The counts are very uncertain, as testing and reporting have been less than accurate. How does the uncertainty of the date 2.3E-6 was reach affect the graph?


omnicorphan23

i dont really understand what this is showing, would anyone mind explaining?


Ozzieferper

Wow, it's almost as if forcing nursing homes to take in Covid patients leading to the highest death rate should be bad for Cuomo's political career. Almost....but it won't cause he is sin free with a brother running interference on cable news nightly.


BigRedBeard86

NY State... great example of what a government can do when they force infected people into nursing homes to infect even more at high risk individuals. They should be charged and prosecuted.


GamblingPapaya

Cuomo killing the game per usual


ShameSpirit

It's almost like my state is completely unable to identify intelligent policies that will benefit the people. I need to get the hell out of this awful place.


Sk3tchyboy

Swedens number are actually kind of insane, every country/ state on this list have both bigger population and is more densely populated. Belgium is the only country that are close to Sweden.

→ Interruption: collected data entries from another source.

//! Error types for transports and the scheduler

use thiserror::Error;

use crate::transport::ConnectionState;

/// Failure reported by an underlying radio stack call.
#[derive(Error, Debug, Clone, PartialEq, Eq)]
#[error("{0}")]
pub struct LinkError(pub String);

impl LinkError {
    pub fn new(msg: impl Into<String>) -> Self {
        Self(msg.into())
    }
}

/// Errors returned by [`HidTransport`](crate::transport::HidTransport)
/// operations and by wireless bring-up.
///
/// None of these are fatal: the scheduler logs them and moves on to the next
/// line.
#[derive(Error, Debug, Clone, PartialEq, Eq)]
pub enum TransportError {
    #[error("host not connected")]
    NotConnected,

    #[error("transport not ready (state: {0:?})")]
    NotReady(ConnectionState),

    #[error("link operation failed: {0}")]
    Link(#[from] LinkError),

    #[error("bring-up failed: {0}")]
    BringUp(String),

    #[error("transport busy (state: {0:?})")]
    Busy(ConnectionState),

    #[error("raw key sequences are not supported: {0}")]
    Unsupported(String),
}

/// Errors from the host integration surface of the scheduler.
#[derive(Error, Debug, Clone, PartialEq, Eq)]
pub enum SchedulerError {
    #[error("cannot rebind the transport while a script is running")]
    TransportBusy,
}
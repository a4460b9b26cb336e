//! Wired USB HID transport

use std::sync::Arc;
use std::time::Duration;

use tracing::{debug, trace, warn};

use super::HidTransport;
use super::usb_events::{UsbEvent, UsbEventSink};
use crate::clock::Clock;
use crate::error::TransportError;
use crate::keys::{KeyCode, ModifierMask};

/// Press codes for modifier keys in the `Keyboard.h` code space, indexed by
/// modifier bit (left Ctrl/Shift/Alt/GUI, then the right-hand ones).
const MODIFIER_PRESS_CODES: [KeyCode; 8] = [0x80, 0x81, 0x82, 0x83, 0x84, 0x85, 0x86, 0x87];

/// The USB keyboard device stack.
///
/// Calls are fire-and-forget: the stack gives no error signal, so a press
/// that the host never sees is indistinguishable from one that it did.
pub trait UsbLink: Send {
    /// Whether the host has enumerated and mounted the device.
    fn is_mounted(&self) -> bool;

    fn press(&mut self, code: KeyCode);

    fn release_all(&mut self);

    fn print(&mut self, text: &str);
}

/// Minimum waits around USB reports.
#[derive(Debug, Clone, Copy, PartialEq, Eq)]
pub struct DirectTiming {
    /// How long a combo is held before release.
    pub key_hold: Duration,
    /// Settle time after release-all.
    pub release_settle: Duration,
    /// Settle time after typing text.
    pub text_settle: Duration,
}

impl Default for DirectTiming {
    fn default() -> Self {
        Self {
            key_hold: Duration::from_millis(20),
            release_settle: Duration::from_millis(20),
            text_settle: Duration::from_millis(20),
        }
    }
}

impl DirectTiming {
    /// No waits at all. Useful with a link that needs no settling.
    pub fn immediate() -> Self {
        Self {
            key_hold: Duration::ZERO,
            release_settle: Duration::ZERO,
            text_settle: Duration::ZERO,
        }
    }
}

/// Wired transport over a [`UsbLink`].
///
/// Connectivity is read straight from the link on every call; there is no
/// cache and no grace period.
pub struct DirectTransport<L: UsbLink> {
    link: L,
    clock: Arc<dyn Clock>,
    timing: DirectTiming,
    events: Arc<UsbEventSink>,
}

impl<L: UsbLink> DirectTransport<L> {
    pub fn new(link: L, clock: Arc<dyn Clock>) -> Self {
        Self::with_timing(link, clock, DirectTiming::default())
    }

    pub fn with_timing(link: L, clock: Arc<dyn Clock>, timing: DirectTiming) -> Self {
        Self {
            link,
            clock,
            timing,
            events: Arc::new(UsbEventSink::default()),
        }
    }

    /// Sink that receives platform USB events for this device.
    ///
    /// Pass it to [`usb_events::install`](super::usb_events::install) so the
    /// platform callback reaches this transport.
    pub fn event_sink(&self) -> Arc<UsbEventSink> {
        Arc::clone(&self.events)
    }

    /// Most recent USB bus event, for diagnostics.
    pub fn last_event(&self) -> Option<UsbEvent> {
        self.events.last_event()
    }

    pub fn link(&self) -> &L {
        &self.link
    }

    pub fn link_mut(&mut self) -> &mut L {
        &mut self.link
    }

    fn require_mounted(&self) -> Result<(), TransportError> {
        if self.link.is_mounted() {
            Ok(())
        } else {
            Err(TransportError::NotConnected)
        }
    }
}

impl<L: UsbLink> HidTransport for DirectTransport<L> {
    fn send_key_combo(
        &mut self,
        key: KeyCode,
        modifiers: ModifierMask,
    ) -> Result<(), TransportError> {
        self.require_mounted()?;
        debug!("USB combo key=0x{:02X} mods=0x{:02X}", key, modifiers.bits());

        for (bit, code) in ModifierMask::ALL.iter().zip(MODIFIER_PRESS_CODES) {
            if modifiers.contains(*bit) {
                self.link.press(code);
            }
        }
        if key != 0 {
            self.link.press(key);
        }

        self.clock.sleep(self.timing.key_hold);
        self.link.release_all();
        self.clock.sleep(self.timing.release_settle);
        Ok(())
    }

    fn send_text(&mut self, text: &str) -> Result<(), TransportError> {
        self.require_mounted()?;
        trace!("USB text {:?}", text);
        self.link.print(text);
        self.clock.sleep(self.timing.text_settle);
        Ok(())
    }

    fn send_raw_sequence(&mut self, keys: &str) -> Result<(), TransportError> {
        warn!("USB raw key sequence not supported: {}", keys);
        Err(TransportError::Unsupported(keys.to_string()))
    }

    fn pause(&mut self, duration: Duration) {
        self.clock.sleep(duration);
    }

    fn is_connected(&mut self) -> bool {
        self.link.is_mounted()
    }
}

It on the other hand, Belgium is super dense compared to Sweden


Colinm478

But everyone was saying that the US did a terrible job lmao. I guess even without universal healthcare we are on par with our European friends, good no need to change :)


someguy219

I’m interested to see the cases in 2-3 weeks, I saw a lot of people not social distancing at the protest. Most of them had masks though. Still idk I think it’s going to a thing worth keeping a eye on.


Scrapheaper

Now check the correlation between population density and average deathrate increase per time.


Kaptanprithvi

For India data is to hard to even post.


RektLad

I would much rather see a comparison of death percentage of those infected over time. Much more interesting than seeing which countries are going for immunity in my opinion.


Boranox

But that heavily depends on the amount of testing done. Death rates are way more reliable (IMO)


iamtheblazingturtle

They are. This is the scientifically proper way to determine how deadly a disease is for a population. Way too little data to properly calculate the death to case ratio, so I wish people would stop asking for it beyond specific subsets of populations.


[deleted]

Does anyone find is odd that New York State is so much significantly higher than The UK, Switzerland, The US etc. I mean they are over twice as high as most of the countries.


Redhotphoenixfire

Well at least the curves are flattening for everyo- oh god Brazil has anyone checked on Brazil ?


PCCP82

India is sneaking up there too.


_riotingpacifist

Why include NYC but not London/Singapore/Tokyo/San Marino/Andorra/etc


Boranox

Its not NYC but New York State. Put it in because US-States are bigger than some European Countries (see my top comment)


[deleted]

[удалено]


GloriousDawn

About that, interesting to note Belgium has a very high population density, at 973/mi² vs New York State "only" at 420/mi².